National socialism before international socialism was the mantra for our Labour Party at the time.

The template remained though, remarkably, unchanged until today.

After all, few things are as predictable as the socialist mind.

The nation needs to be subsumed in an international order with regulations and laws coming down from the top to be pushed down onto an ill-informed populace.

From that perspective, local problems can only be solved via international organisations, totally removing the voter from decision making in the process – all this purposefully.

Otherwise, the proverbial playing field would not be levelled. It would, therefore, lead to unfair competition.
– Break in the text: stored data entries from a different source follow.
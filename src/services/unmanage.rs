// src/services/unmanage.rs

//! Unmanage: reverse a package's recorded links, restoring any backup
//! that Manage made for them, and — for packages whose source is
//! *adopted* — restoring the original file or directory into the
//! target from the package, never removing Manage's own authored
//! content (spec §4.12).

use crate::config::Config;
use crate::error::{Error, Result};
use crate::executor::{ExecutionMode, ExecutionResult, Executor};
use crate::filesystem::FilesystemPort;
use crate::manifest::{Manifest, PackageSource};
use crate::operations::{Operation, OperationPayload};
use crate::path::resolve_relative;
use crate::planner::sort::sort;
use chrono::Utc;
use std::path::{Path, PathBuf};

/// Options beyond the default "remove every recorded link" behavior
/// (spec §4.12).
#[derive(Debug, Clone, Copy, Default)]
pub struct UnmanageOptions {
    /// After links are gone, also delete the package directory itself.
    pub purge: bool,
    /// Only process named packages whose every recorded link is
    /// already absent from the target (already orphaned); skip the
    /// rest untouched.
    pub cleanup: bool,
}

pub struct UnmanageService<'a> {
    fs: &'a dyn FilesystemPort,
    config: &'a Config,
}

impl<'a> UnmanageService<'a> {
    pub fn new(fs: &'a dyn FilesystemPort, config: &'a Config) -> Self {
        Self { fs, config }
    }

    pub fn unmanage(&self, package_names: &[String]) -> Result<ExecutionResult> {
        self.unmanage_with_options(package_names, &UnmanageOptions::default())
    }

    pub fn unmanage_with_options(
        &self,
        package_names: &[String],
        options: &UnmanageOptions,
    ) -> Result<ExecutionResult> {
        let now = Utc::now();
        let mut manifest = Manifest::load(&self.config.manifest_dir)?;

        let mut selected = Vec::with_capacity(package_names.len());
        for name in package_names {
            let info = manifest
                .get_package(name)
                .ok_or_else(|| Error::PackageNotFound { name: name.clone() })?;
            if options.cleanup {
                let orphaned = info
                    .links
                    .iter()
                    .all(|rel| !self.fs.exists(&self.config.target_dir.as_path().join(rel)));
                if !orphaned {
                    continue;
                }
            }
            selected.push(name.clone());
        }

        if selected.is_empty() {
            return Ok(ExecutionResult::default());
        }

        let mut ops = Vec::new();
        // Adopted content restores as a real file or directory copied
        // back from the package (never a move — the package side stays
        // intact; spec §4.12 Adopt/Unmanage round-trip). `sort()`'s
        // dependency rules don't know about `DirCopy`/restore-`FileBackup`
        // at all, so a `LinkDelete` and the copy that repopulates the
        // same path can't be trusted to land in the same sorted plan in
        // the right order. Run each pair directly, in sequence, once the
        // sorted plan below (ordinary link removal and backup restores)
        // has succeeded.
        let mut directory_restores = Vec::new();
        let mut file_restores = Vec::new();
        let mut id = 0u64;
        for name in &selected {
            let info = manifest.get_package(name).expect("selected from manifest above");
            let adopted = info.source == PackageSource::Adopted;

            for rel in &info.links {
                let target = self.config.target_dir.as_path().join(rel);
                if self.fs.is_symlink(&target) {
                    if adopted {
                        let source = resolve_link_source(self.fs, &target)?;
                        if info.directory_links.contains(rel) {
                            directory_restores.push((target.clone(), source));
                        } else {
                            file_restores.push((target.clone(), source));
                        }
                    } else {
                        id += 1;
                        ops.push(Operation::new(
                            format!("unmanage-{id}"),
                            OperationPayload::LinkDelete { target: target.clone() },
                        ));
                    }
                }
                if let Some(backup) = info.backups.get(rel) {
                    id += 1;
                    ops.push(Operation::new(
                        format!("unmanage-{id}"),
                        OperationPayload::FileMove {
                            source: PathBuf::from(backup),
                            dest: target,
                        },
                    ));
                }
            }
        }

        let mut result = if ops.is_empty() {
            ExecutionResult::default()
        } else {
            let sorted = sort(ops)?;
            Executor::new(self.fs, ExecutionMode::Sequential).commit(sorted)?
        };

        if result.success() {
            for (target, source) in &directory_restores {
                let delete = Operation::new(
                    "unmanage-dir-delete",
                    OperationPayload::LinkDelete { target: target.clone() },
                );
                delete.execute(self.fs)?;
                let copy = Operation::new(
                    "unmanage-dir-copy",
                    OperationPayload::DirCopy {
                        source: source.clone(),
                        dest: target.clone(),
                    },
                );
                copy.execute(self.fs)?;
                result.executed.push(format!(
                    "restore directory {} from {}",
                    target.display(),
                    source.display()
                ));
            }
            for (target, source) in &file_restores {
                let delete = Operation::new(
                    "unmanage-file-delete",
                    OperationPayload::LinkDelete { target: target.clone() },
                );
                delete.execute(self.fs)?;
                // `FileBackup` copies `source` -> `backup_dest` preserving
                // permissions without removing `source` — exactly the
                // "copy, not move" restore spec §4.12 calls for, just with
                // the package file playing the role `FileBackup` usually
                // gives a conflicting target file.
                let restore = Operation::new(
                    "unmanage-file-restore",
                    OperationPayload::FileBackup {
                        source: source.clone(),
                        backup_dest: target.clone(),
                    },
                );
                restore.execute(self.fs)?;
                result.executed.push(format!(
                    "restore file {} from {}",
                    target.display(),
                    source.display()
                ));
            }
        }

        if result.success() && options.purge {
            for name in &selected {
                let info = manifest.get_package(name).expect("selected from manifest above");
                let package_dir = PathBuf::from(&info.package_dir);
                if self.fs.exists(&package_dir) {
                    Operation::new(
                        "unmanage-purge",
                        OperationPayload::DirRemoveAll { path: package_dir.clone() },
                    )
                    .execute(self.fs)?;
                    result
                        .executed
                        .push(format!("purge package directory {}", package_dir.display()));
                }
            }
        }

        if result.success() {
            for name in &selected {
                manifest.remove_package(name);
            }
            manifest.touch(now);
            manifest.save(&self.config.manifest_dir)?;
        }

        Ok(result)
    }
}

fn resolve_link_source(fs: &dyn FilesystemPort, target: &Path) -> Result<PathBuf> {
    let raw = fs.read_link(target)?;
    let base = target.parent().unwrap_or(Path::new("/"));
    Ok(resolve_relative(base, &raw))
}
And competition is kryptonite to socialists.

Its enemies, as can be guessed, also never change.

For Marx and his “intellectual” descendants, three things needed to be destroyed for a new dawn to rise: private businesses, the family and the profit motive.

It is what our current leaders in the United Kingdom think today. Sir Keir Starmer believes in Davos before parliament, the latter being too parochial.
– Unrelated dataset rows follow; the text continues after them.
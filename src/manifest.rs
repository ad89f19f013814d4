// src/manifest.rs

//! Persisted per-target record of installed packages (spec §3, §4.7).
//!
//! Writers serialize to a temp file inside the manifest directory, fsync,
//! then rename over the canonical `.dot-manifest.json`. Readers treat a
//! missing file as "no packages managed" rather than an error.

use crate::error::{Error, Result};
use chrono::{DateTime, Utc};
use serde::{Deserialize, Serialize};
use std::collections::{HashMap, HashSet};
use std::io::Write;
use std::path::{Path, PathBuf};

pub const MANIFEST_FILE_NAME: &str = ".dot-manifest.json";
const CURRENT_VERSION: u32 = 1;

#[derive(Debug, Clone, Copy, PartialEq, Eq, Serialize, Deserialize)]
#[serde(rename_all = "lowercase")]
pub enum PackageSource {
    Managed,
    Adopted,
}

#[derive(Debug, Clone, Serialize, Deserialize)]
pub struct PackageInfo {
    pub name: String,
    pub source: PackageSource,
    pub installed_at: DateTime<Utc>,
    pub link_count: usize,
    /// Relative to `target_dir`.
    pub links: Vec<String>,
    /// Subset of `links` that are whole-directory folds rather than
    /// single-file links — Unmanage needs to know which without
    /// re-deriving fold decisions from the filesystem.
    #[serde(default)]
    pub directory_links: HashSet<String>,
    /// Target-relative path -> absolute backup path.
    #[serde(default)]
    pub backups: HashMap<String, String>,
    pub hash: String,
    pub target_dir: String,
    pub package_dir: String,
}

#[derive(Debug, Clone, Serialize, Deserialize)]
pub struct IgnoredLink {
    pub source: String,
    pub reason: String,
    pub added_at: DateTime<Utc>,
}

#[derive(Debug, Clone, Default, Serialize, Deserialize)]
pub struct IgnoredSet {
    #[serde(default)]
    pub links: HashMap<String, IgnoredLink>,
    #[serde(default)]
    pub patterns: HashSet<String>,
}

/// Counts from the most recent Doctor run. Doctor scope/skip-pattern
/// *configuration* is always a runtime parameter, never persisted here
/// (spec §9 open question ii) — this struct is a summary only.
#[derive(Debug, Clone, Serialize, Deserialize)]
pub struct DoctorSummary {
    pub last_run_at: DateTime<Utc>,
    pub orphan_count: usize,
    pub broken_count: usize,
    pub issue_count: usize,
}

#[derive(Debug, Clone, Serialize, Deserialize)]
pub struct Manifest {
    pub version: u32,
    pub updated_at: DateTime<Utc>,
    #[serde(default)]
    pub packages: HashMap<String, PackageInfo>,
    #[serde(default)]
    pub ignored: IgnoredSet,
    #[serde(default)]
    pub doctor: Option<DoctorSummary>,
}

impl Manifest {
    pub fn new(now: DateTime<Utc>) -> Self {
        Self {
            version: CURRENT_VERSION,
            updated_at: now,
            packages: HashMap::new(),
            ignored: IgnoredSet::default(),
            doctor: None,
        }
    }

    pub fn canonical_path(manifest_dir: &Path) -> PathBuf {
        manifest_dir.join(MANIFEST_FILE_NAME)
    }

    /// Load a manifest from `manifest_dir`. A missing file yields
    /// `Error::ManifestNotFound`, the "soft" signal callers translate at
    /// the service boundary.
    pub fn load(manifest_dir: &Path) -> Result<Self> {
        let path = Self::canonical_path(manifest_dir);
        let bytes = match std::fs::read(&path) {
            Ok(bytes) => bytes,
            Err(e) if e.kind() == std::io::ErrorKind::NotFound => {
                return Err(Error::ManifestNotFound)
            }
            Err(e) => return Err(Error::Io(e)),
        };
        serde_json::from_slice(&bytes).map_err(|e| Error::ManifestCorrupt(e.to_string()))
    }

    /// Load a manifest, or a fresh empty one if none exists yet — the
    /// translation the error-handling design mandates for read paths
    /// (Status, Doctor).
    pub fn load_or_default(manifest_dir: &Path, now: DateTime<Utc>) -> Result<Self> {
        match Self::load(manifest_dir) {
            Ok(manifest) => Ok(manifest),
            Err(Error::ManifestNotFound) => Ok(Self::new(now)),
            Err(e) => Err(e),
        }
    }

    /// Atomically persist to `manifest_dir`: write to a sibling temp
    /// file, fsync, then rename over the canonical name. Creates the
    /// manifest directory with mode 0755 if it doesn't exist.
    pub fn save(&self, manifest_dir: &Path) -> Result<()> {
        if !manifest_dir.exists() {
            std::fs::create_dir_all(manifest_dir).map_err(|e| Error::ManifestWriteFailed(e.to_string()))?;
            #[cfg(unix)]
            {
                use std::os::unix::fs::PermissionsExt;
                let _ = std::fs::set_permissions(manifest_dir, std::fs::Permissions::from_mode(0o755));
            }
        }

        let json = serde_json::to_vec_pretty(self).map_err(|e| Error::ManifestWriteFailed(e.to_string()))?;

        let mut tmp = tempfile::NamedTempFile::new_in(manifest_dir)
            .map_err(|e| Error::ManifestWriteFailed(e.to_string()))?;
        tmp.write_all(&json)
            .map_err(|e| Error::ManifestWriteFailed(e.to_string()))?;
        tmp.as_file()
            .sync_all()
            .map_err(|e| Error::ManifestWriteFailed(e.to_string()))?;

        tmp.persist(Self::canonical_path(manifest_dir))
            .map_err(|e| Error::ManifestWriteFailed(e.to_string()))?;
        Ok(())
    }

    pub fn upsert_package(&mut self, info: PackageInfo) {
        self.packages.insert(info.name.clone(), info);
    }

    pub fn remove_package(&mut self, name: &str) -> Option<PackageInfo> {
        self.packages.remove(name)
    }

    pub fn get_package(&self, name: &str) -> Option<&PackageInfo> {
        self.packages.get(name)
    }

    pub fn touch(&mut self, now: DateTime<Utc>) {
        self.updated_at = now;
    }
}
If the views of British subjects don’t chime with those of global experts, one might as well replace them, to paraphrase Berthold Brecht, a communist author.

Rachel Reeves, for her part, showed her true colours a few weeks before the budget by hanging a portrait of Ellen Wilkinson, one of the founders of the British Communist Party in her office.
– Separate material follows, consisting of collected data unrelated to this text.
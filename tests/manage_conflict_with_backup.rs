use dotkeep::config::ConfigBuilder;
use dotkeep::filesystem::{FilesystemPort, RealFilesystem};
use dotkeep::manifest::Manifest;
use dotkeep::safety::ProtectedPaths;
use dotkeep::services::ManageService;
use std::os::unix::fs::PermissionsExt;
use tempfile::TempDir;

#[test]
fn manage_backs_up_conflicting_file_before_linking() {
    let package_root = TempDir::new().unwrap();
    let target_root = TempDir::new().unwrap();
    let backup_root = TempDir::new().unwrap();
    let fs = RealFilesystem::new();

    std::fs::create_dir_all(package_root.path().join("vim")).unwrap();
    std::fs::write(package_root.path().join("vim/dot-vimrc"), b"new").unwrap();
    std::fs::write(target_root.path().join(".vimrc"), b"old").unwrap();
    std::fs::set_permissions(target_root.path().join(".vimrc"), std::fs::Permissions::from_mode(0o640))
        .unwrap();

    let config = ConfigBuilder::new(package_root.path(), target_root.path())
        .package_name_mapping(false)
        .backup(true)
        .backup_dir(backup_root.path())
        .build()
        .unwrap();
    let guard = ProtectedPaths::new(package_root.path().join("cfg"), package_root.path().join("data"));

    let report = ManageService::new(&fs, &config, &guard)
        .manage(&["vim".to_string()])
        .unwrap();
    assert!(report.is_clean(), "{:?}", report);

    let link = target_root.path().join(".vimrc");
    assert!(fs.is_symlink(&link));
    assert_eq!(fs.read_file(&link).unwrap(), b"new");

    let manifest = Manifest::load(&config.manifest_dir).unwrap();
    let info = manifest.get_package("vim").unwrap();
    let backup_path = info.backups.get(".vimrc").expect("backup recorded for .vimrc");
    let backup_bytes = std::fs::read(backup_path).unwrap();
    assert_eq!(backup_bytes, b"old");
    let backup_mode = std::fs::metadata(backup_path).unwrap().permissions().mode() & 0o777;
    assert_eq!(backup_mode, 0o640);
}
She didn’t hang the picture because Ellen was a woman.

She did so because “Red Ellen” was a full-blown communist. Ellen is Rachel’s “intellectual” beacon. As a recap, by 1920, when Red Ellen went to Moscow to attend the Red International, millions had already died at the hands of Lenin and Trotsky’s poisonous ideology, a well-known fact at the time.

By 1991, when the Soviet Union collapsed, untold amounts of misery had been inflicted on mankind by this “cockroach of beliefs”, which can “survive anything” in the words of Konstantin Kisin, a social commentator.

Starmer and Reeves believe religiously in their ideology. We know because Starmer told us in 2020 that, on the big things, he hadn’t changed his mind much. He wrote for and edited a communist sympathising pamphlet called Socialist Alternatives until the collapse of the Soviet Union before joining the Haldane Society of Socialist Lawyers, a hard-left entity, which he only left in 2008.

And we know because Reeves hung up that portrait and delivered her expropriating budget.

She set out to reward the state apparatus at the expense of a suffocated private sector.

In it, the working man and business were attacked while an inert, Jabba-the-Hutt state leviathan was fed yet more resources.

Most visibly, she took aim, with the whole Labour Party rejoicing, at the farmers of Great Britain by making changes to the inheritance rules to stop farms being passed down tax-free to their next of kin.

No business riles socialists as badly as a private, profitable, family farm.

The family, inheritance and profitability are three attributes that push the British farmer beyond the pale.

Further, he tends to be of the old British stock, being mainly Caucasian and deeply rooted in the soil of his forefathers, aware of traditions, the seasons and the ancestral mystic of the land. A roadblock to progress in other words.

In today’s environment, small farmers are fair game. They have no claims to the modern diversity industrial complex and therefore no official political protection.

The family farm in today’s Britain is the Kulak class of the former Soviet Union and destined for the same fate.

As John McTernan, one of Tony Blair’s key strategists said: “We don’t need small farmers.

“If the farmers want to go on the streets, we can do to them what Margaret Thatcher did to the miners” he said charmlessly, adding: “it is an industry we can do without.”

While Starmer disingenuously sought to disown McTernan’s comments a little later, Reeves’ attack on small farmers in the facts and details of her budget belies her boss’s verbal posturing.

One judges characters by their actions, not their words.

From this vantage point, Starmer, Reeves and McTernan agree: inherited, family businesses that turn a small profit have no place in an international world order.

If it waddles like a communist duck, speaks and thinks like one, then it is one.